[Opening ENTRIES SUPPLIED section]

//! End-to-end order lifecycle tests against the SQLite store.

mod common;

use chrono::{Duration, TimeZone, Utc};
use common::*;
use labops_core::analytics::{self, compute_stats, DateRange};
use labops_core::models::{CollectorStatus, LabOrder, OrderServiceLine, OrderStatus, ResultPayload, ResultStatus};
use labops_core::{CollectorTracker, CoreError, DeliveryOutcome, OrderEventKind, OrderLifecycle, ResultRecorder};

#[test]
fn test_order_travels_full_lifecycle_and_frees_collector() {
    let (db, patient) = setup();
    let lifecycle = OrderLifecycle::new(&db);
    let tracker = CollectorTracker::new(&db);

    let order = lifecycle.register_order(standard_order(&patient.id)).unwrap();
    assert_eq!(order.total_amount, 450_000);
    assert_eq!(order.status, OrderStatus::Registered);

    let collector = tracker.register_collector("Reza".into(), "09121111111".into()).unwrap();
    assert_eq!(collector.status, CollectorStatus::Available);

    let order = tracker.assign_order(&order.id, &collector.id).unwrap();
    assert_eq!(order.status, OrderStatus::CollectionScheduled);
    assert_eq!(tracker.get_collector(&collector.id).unwrap().status, CollectorStatus::Busy);
    assert_collector_invariant(&db);

    for target in [
        OrderStatus::Collected,
        OrderStatus::Processing,
        OrderStatus::Completed,
        OrderStatus::Delivered,
    ] {
        let moved = lifecycle.transition(&order.id, target).unwrap();
        assert_eq!(moved.status, target);
        assert_collector_invariant(&db);
    }

    assert_eq!(
        tracker.get_collector(&collector.id).unwrap().status,
        CollectorStatus::Available
    );
    assert!(lifecycle.verify_history(&order.id).unwrap().is_intact());
}

#[test]
fn test_skipping_to_delivered_is_invalid() {
    let (db, patient) = setup();
    let lifecycle = OrderLifecycle::new(&db);
    let order = lifecycle.register_order(standard_order(&patient.id)).unwrap();

    let err = lifecycle.transition(&order.id, OrderStatus::Delivered).unwrap_err();
    assert!(matches!(err, CoreError::InvalidTransition { .. }));
    assert_eq!(lifecycle.get_order(&order.id).unwrap(), order);
    assert_eq!(lifecycle.history(&order.id).unwrap().len(), 1);
}

#[test]
fn test_bulk_delivery_skips_ineligible_orders() {
    let (db, patient) = setup();
    let lifecycle = OrderLifecycle::new(&db);
    let completed = order_at(&lifecycle, &patient.id, 4);
    let collected = order_at(&lifecycle, &patient.id, 2);

    let report = lifecycle.bulk_deliver(&[completed.id.clone(), collected.id.clone()]);

    assert!(matches!(report.outcome(&completed.id), Some(DeliveryOutcome::Delivered(_))));
    assert!(matches!(
        report.outcome(&collected.id),
        Some(DeliveryOutcome::Skipped { status: OrderStatus::Collected })
    ));
    assert_eq!(lifecycle.get_order(&completed.id).unwrap().status, OrderStatus::Delivered);
    assert_eq!(lifecycle.get_order(&collected.id).unwrap().status, OrderStatus::Collected);
}

#[test]
fn test_bulk_delivery_twice_changes_nothing_more() {
    let (db, patient) = setup();
    let lifecycle = OrderLifecycle::new(&db);
    let tracker = CollectorTracker::new(&db);
    let collector = tracker.register_collector("Reza".into(), "0912".into()).unwrap();

    let order = lifecycle.register_order(standard_order(&patient.id)).unwrap();
    tracker.assign_order(&order.id, &collector.id).unwrap();
    for _ in 0..3 {
        lifecycle.advance(&order.id).unwrap();
    }
    let ids = vec![order.id.clone()];

    lifecycle.bulk_deliver(&ids);
    let snapshot = (
        lifecycle.get_order(&order.id).unwrap(),
        tracker.get_collector(&collector.id).unwrap(),
        lifecycle.history(&order.id).unwrap(),
    );

    let report = lifecycle.bulk_deliver(&ids);
    assert_eq!(report.already_delivered_count(), 1);
    assert_eq!(
        (
            lifecycle.get_order(&order.id).unwrap(),
            tracker.get_collector(&collector.id).unwrap(),
            lifecycle.history(&order.id).unwrap(),
        ),
        snapshot
    );
}

#[test]
fn test_redelivering_is_a_successful_no_op() {
    let (db, patient) = setup();
    let lifecycle = OrderLifecycle::new(&db);
    let delivered = order_at(&lifecycle, &patient.id, 5);

    let again = lifecycle.transition(&delivered.id, OrderStatus::Delivered).unwrap();
    assert_eq!(again.status, OrderStatus::Delivered);
    assert_eq!(again.updated_at, delivered.updated_at);
    assert_eq!(again.version, delivered.version);
}

#[test]
fn test_result_recorded_twice_updates_in_place() {
    let (db, patient) = setup();
    let lifecycle = OrderLifecycle::new(&db);
    let recorder = ResultRecorder::new(&db);
    let order = order_at(&lifecycle, &patient.id, 2);

    let first = recorder
        .record_result(&order.id, FBS, ResultPayload { value: "95".into(), ..Default::default() })
        .unwrap();
    let second = recorder
        .record_result(
            &order.id,
            FBS,
            ResultPayload {
                value: "102".into(),
                status: Some(ResultStatus::Reviewed),
                ..Default::default()
            },
        )
        .unwrap();

    assert_eq!(first.id, second.id);
    let results = recorder.list_results(&order.id).unwrap();
    assert_eq!(results.len(), 1);
    assert_eq!(results[0].value, "102");
    assert_eq!(results[0].status, ResultStatus::Reviewed);
    assert_eq!(results[0].unit.as_deref(), Some("mg/dL"));
    assert_eq!(lifecycle.get_order(&order.id).unwrap().status, OrderStatus::Collected);
}

fn priced_order(amount: i64, status: OrderStatus, hours_ago: i64) -> LabOrder {
    let end = Utc.with_ymd_and_hms(2024, 3, 10, 12, 0, 0).unwrap();
    let mut order = LabOrder::new(
        format!("LAB-{}-{}", amount, hours_ago),
        "patient".into(),
        vec![OrderServiceLine {
            service_id: CBC,
            service_name: "CBC".into(),
            quantity: 1,
            price: amount,
        }],
        "addr".into(),
    );
    order.status = status;
    order.created_at = end - Duration::hours(hours_ago);
    order
}

#[test]
fn test_seven_day_stats() {
    let end = Utc.with_ymd_and_hms(2024, 3, 10, 12, 0, 0).unwrap();
    let orders = vec![
        priced_order(100, OrderStatus::Delivered, 10),
        priced_order(200, OrderStatus::Delivered, 30),
        priced_order(300, OrderStatus::Delivered, 100),
        priced_order(50, OrderStatus::Registered, 1),
    ];

    let stats = compute_stats(&orders, &[], &DateRange::last_days(end, 7));
    assert_eq!(stats.total_orders, 4);
    assert_eq!(stats.completion_rate, 75.0);
    assert_eq!(stats.total_revenue, 650);
    assert_eq!(stats.avg_order_value, 162.5);
}

#[test]
fn test_stats_snapshot_through_store() {
    let (db, patient) = setup();
    let tracker = CollectorTracker::new(&db);
    let idle = tracker.register_collector("Nima".into(), "0935".into()).unwrap();
    let end = Utc.with_ymd_and_hms(2024, 3, 10, 12, 0, 0).unwrap();

    for (amount, status, hours) in [
        (100, OrderStatus::Delivered, 10),
        (200, OrderStatus::Delivered, 30),
        (300, OrderStatus::Delivered, 100),
        (50, OrderStatus::Registered, 1),
        (999, OrderStatus::Delivered, 24 * 8),
    ] {
        let mut order = priced_order(amount, status, hours);
        order.patient_id = patient.id.clone();
        db.insert_order(&order).unwrap();
    }

    let stats = analytics::snapshot(&db, &DateRange::last_days(end, 7)).unwrap();
    assert_eq!(stats.total_orders, 4);
    assert_eq!(stats.total_revenue, 650);
    assert_eq!(stats.count_for(OrderStatus::Delivered), 3);
    assert_eq!(stats.daily_orders.len(), 7);
    assert_eq!(stats.daily_orders.iter().map(|p| p.orders).sum::<usize>(), 4);
    assert_eq!(stats.collector_performance.len(), 1);
    assert_eq!(stats.collector_performance[0].collector_id, idle.id);
    assert_eq!(stats.collector_performance[0].orders_handled, 0);
}

#[test]
fn test_force_release_and_reassign_keeps_history() {
    let (db, patient) = setup();
    let lifecycle = OrderLifecycle::new(&db);
    let tracker = CollectorTracker::new(&db);
    let first = tracker.register_collector("Reza".into(), "0912".into()).unwrap();
    let second = tracker.register_collector("Nima".into(), "0935".into()).unwrap();

    let order = lifecycle.register_order(standard_order(&patient.id)).unwrap();
    tracker.assign_order(&order.id, &first.id).unwrap();
    tracker
        .set_collector_status(&first.id, CollectorStatus::Offline, None, true)
        .unwrap();
    assert_collector_invariant(&db);

    tracker.assign_order(&order.id, &second.id).unwrap();
    lifecycle.advance(&order.id).unwrap();
    assert_collector_invariant(&db);

    let kinds: Vec<OrderEventKind> = lifecycle
        .history(&order.id)
        .unwrap()
        .into_iter()
        .map(|e| e.kind)
        .collect();
    assert!(matches!(kinds[0], OrderEventKind::Created { .. }));
    assert!(kinds.contains(&OrderEventKind::CollectorReleased { collector_id: first.id.clone() }));
    assert!(kinds.contains(&OrderEventKind::CollectorAssigned { collector_id: second.id.clone() }));
    assert!(lifecycle.verify_history(&order.id).unwrap().is_intact());
}

#[test]
fn test_collector_with_two_jobs_stays_busy_until_both_leave_collection() {
    let (db, patient) = setup();
    let lifecycle = OrderLifecycle::new(&db);
    let tracker = CollectorTracker::new(&db);
    let collector = tracker.register_collector("Reza".into(), "0912".into()).unwrap();

    let first = lifecycle.register_order(standard_order(&patient.id)).unwrap();
    let second = lifecycle.register_order(standard_order(&patient.id)).unwrap();
    tracker.assign_order(&first.id, &collector.id).unwrap();

    // Put the second order under the same collector, as a data import would.
    let mut imported = lifecycle.get_order(&second.id).unwrap();
    imported.collector_id = Some(collector.id.clone());
    imported.status = OrderStatus::CollectionScheduled;
    let expected = imported.next_revision();
    assert!(db.update_order(&imported, expected).unwrap());

    lifecycle.advance(&first.id).unwrap();
    lifecycle.advance(&first.id).unwrap();
    assert_eq!(tracker.get_collector(&collector.id).unwrap().status, CollectorStatus::Busy);

    lifecycle.cancel(&second.id).unwrap();
    assert_eq!(
        tracker.get_collector(&collector.id).unwrap().status,
        CollectorStatus::Available
    );
    assert_collector_invariant(&db);
}
//! Bulk delivery.
//!
//! Each order is handled on its own: ineligible orders are skipped, failures
//! are reported per order, and nothing in the batch is rolled back.

use tracing::{info, warn};

use super::OrderLifecycle;
use crate::error::CoreError;
use crate::models::{LabOrder, OrderStatus};
use crate::store::EntityStore;

/// What happened to one order of a bulk delivery.
#[derive(Debug)]
pub enum DeliveryOutcome {
    /// Moved from `completed` to `delivered`
    Delivered(LabOrder),
    /// Was already `delivered`; nothing written
    AlreadyDelivered,
    /// Not eligible (status other than `completed`)
    Skipped { status: OrderStatus },
    /// Lookup or write failed
    Failed(CoreError),
}

#[derive(Debug)]
pub struct BulkDeliveryItem {
    pub order_id: String,
    pub outcome: DeliveryOutcome,
}

/// Per-order results of a bulk delivery, in request order.
#[derive(Debug, Default)]
pub struct BulkDeliveryReport {
    pub items: Vec<BulkDeliveryItem>,
}

impl BulkDeliveryReport {
    pub fn delivered_count(&self) -> usize {
        self.count(|o| matches!(o, DeliveryOutcome::Delivered(_)))
    }

    pub fn already_delivered_count(&self) -> usize {
        self.count(|o| matches!(o, DeliveryOutcome::AlreadyDelivered))
    }

    pub fn skipped_count(&self) -> usize {
        self.count(|o| matches!(o, DeliveryOutcome::Skipped { .. }))
    }

    pub fn failed_count(&self) -> usize {
        self.count(|o| matches!(o, DeliveryOutcome::Failed(_)))
    }

    pub fn outcome(&self, order_id: &str) -> Option<&DeliveryOutcome> {
        self.items
            .iter()
            .find(|item| item.order_id == order_id)
            .map(|item| &item.outcome)
    }

    fn count(&self, pred: impl Fn(&DeliveryOutcome) -> bool) -> usize {
        self.items.iter().filter(|item| pred(&item.outcome)).count()
    }
}

impl<'a, S: EntityStore> OrderLifecycle<'a, S> {
    /// Deliver every `completed` order in `order_ids`.
    ///
    /// Running the same batch again only yields `AlreadyDelivered` for the
    /// orders delivered the first time.
    pub fn bulk_deliver(&self, order_ids: &[String]) -> BulkDeliveryReport {
        let items = order_ids
            .iter()
            .map(|order_id| BulkDeliveryItem {
                order_id: order_id.clone(),
                outcome: self.deliver_one(order_id),
            })
            .collect();
        let report = BulkDeliveryReport { items };

        info!(
            requested = order_ids.len(),
            delivered = report.delivered_count(),
            already_delivered = report.already_delivered_count(),
            skipped = report.skipped_count(),
            failed = report.failed_count(),
            "Bulk delivery finished"
        );
        report
    }

    fn deliver_one(&self, order_id: &str) -> DeliveryOutcome {
        let order = match self.get_order(order_id) {
            Ok(order) => order,
            Err(err) => return DeliveryOutcome::Failed(err),
        };

        match order.status {
            OrderStatus::Delivered => DeliveryOutcome::AlreadyDelivered,
            OrderStatus::Completed => match self.transition(order_id, OrderStatus::Delivered) {
                Ok(order) => DeliveryOutcome::Delivered(order),
                Err(err) => {
                    warn!(order_id, error = %err, "Bulk delivery failed for order");
                    DeliveryOutcome::Failed(err)
                }
            },
            status => DeliveryOutcome::Skipped { status },
        }
    }
}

[Closing ENTRIES SUPPLIED section]

WHAT TO PRODUCE: As listed above, the lines from the line with "use crate::store::EntityStore;" to the line with "pub struct BulkDeliveryReport" are to be echoed exactly, with both ends included and nothing added.

WRITTEN SOLUTION:
use crate::store::EntityStore;

/// What happened to one order of a bulk delivery.
#[derive(Debug)]
pub enum DeliveryOutcome {
    /// Moved from `completed` to `delivered`
    Delivered(LabOrder),
    /// Was already `delivered`; nothing written
    AlreadyDelivered,
    /// Not eligible (status other than `completed`)
    Skipped { status: OrderStatus },
    /// Lookup or write failed
    Failed(CoreError),
}

#[derive(Debug)]
pub struct BulkDeliveryItem {
    pub order_id: String,
    pub outcome: DeliveryOutcome,
}

/// Per-order results of a bulk delivery, in request order.
#[derive(Debug, Default)]
pub struct BulkDeliveryReport {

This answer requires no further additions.